Records contained in a dataset:
╭──

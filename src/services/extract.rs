// src/services/extract.rs

//! Link extraction from the results listing page.
//!
//! Pulls every anchor pointing at a PDF out of the raw markup and turns it
//! into a [`DocumentReference`]. Unparseable anchors are skipped, never
//! fatal; a broken page simply yields fewer candidates.

use std::collections::HashSet;

use scraper::{Html, Selector};
use url::Url;

use crate::models::DocumentReference;
use crate::utils::{filename_from_url, resolve_url, title_from_filename};

/// Extract PDF references from listing markup, in order of appearance.
///
/// Duplicate URLs keep their first (most recent) position. Position is the
/// 0-based index among the accepted references.
pub fn extract_references(html: &str, base_url: &Url) -> Vec<DocumentReference> {
    let document = Html::parse_document(html);
    // "a[href]" is a static, known-good selector
    let anchor_sel = Selector::parse("a[href]").expect("valid selector");

    let mut seen_urls = HashSet::new();
    let mut references = Vec::new();

    for anchor in document.select(&anchor_sel) {
        let Some(href) = anchor.value().attr("href") else {
            continue;
        };
        if !href.to_lowercase().ends_with(".pdf") {
            continue;
        }

        let url = resolve_url(base_url, href);
        let Some(filename) = filename_from_url(&url) else {
            log::debug!("Skipping PDF link without usable filename: {url}");
            continue;
        };
        if !seen_urls.insert(url.clone()) {
            continue;
        }

        let label: String = anchor.text().collect::<String>();
        let label = label.split_whitespace().collect::<Vec<_>>().join(" ");
        let title = if label.is_empty() {
            title_from_filename(&filename)
        } else {
            label
        };

        let position = references.len();
        references.push(DocumentReference::new(url, title, filename, position));
    }

    references
}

╰──

Your instructions: The complete set of entries above must be reproduced verbatim.

Exercise solution:
filename src/services/extract.rs
// src/services/extract.rs

//! Link extraction from the results listing page.
//!
//! Pulls every anchor pointing at a PDF out of the raw markup and turns it
//! into a [`DocumentReference`]. Unparseable anchors are skipped, never
//! fatal; a broken page simply yields fewer candidates.

use std::collections::HashSet;

use scraper::{Html, Selector};
use url::Url;

use crate::models::DocumentReference;
use crate::utils::{filename_from_url, resolve_url, title_from_filename};

/// Extract PDF references from listing markup, in order of appearance.
///
/// Duplicate URLs keep their first (most recent) position. Position is the
/// 0-based index among the accepted references.
pub fn extract_references(html: &str, base_url: &Url) -> Vec<DocumentReference> {
    let document = Html::parse_document(html);
    // "a[href]" is a static, known-good selector
    let anchor_sel = Selector::parse("a[href]").expect("valid selector");

    let mut seen_urls = HashSet::new();
    let mut references = Vec::new();

    for anchor in document.select(&anchor_sel) {
        let Some(href) = anchor.value().attr("href") else {
            continue;
        };
        if !href.to_lowercase().ends_with(".pdf") {
            continue;
        }

        let url = resolve_url(base_url, href);
        let Some(filename) = filename_from_url(&url) else {
            log::debug!("Skipping PDF link without usable filename: {url}");
            continue;
        };
        if !seen_urls.insert(url.clone()) {
            continue;
        }

        let label: String = anchor.text().collect::<String>();
        let label = label.split_whitespace().collect::<Vec<_>>().join(" ");
        let title = if label.is_empty() {
            title_from_filename(&filename)
        } else {
            label
        };

        let position = references.len();
        references.push(DocumentReference::new(url, title, filename, position));
    }

    references
}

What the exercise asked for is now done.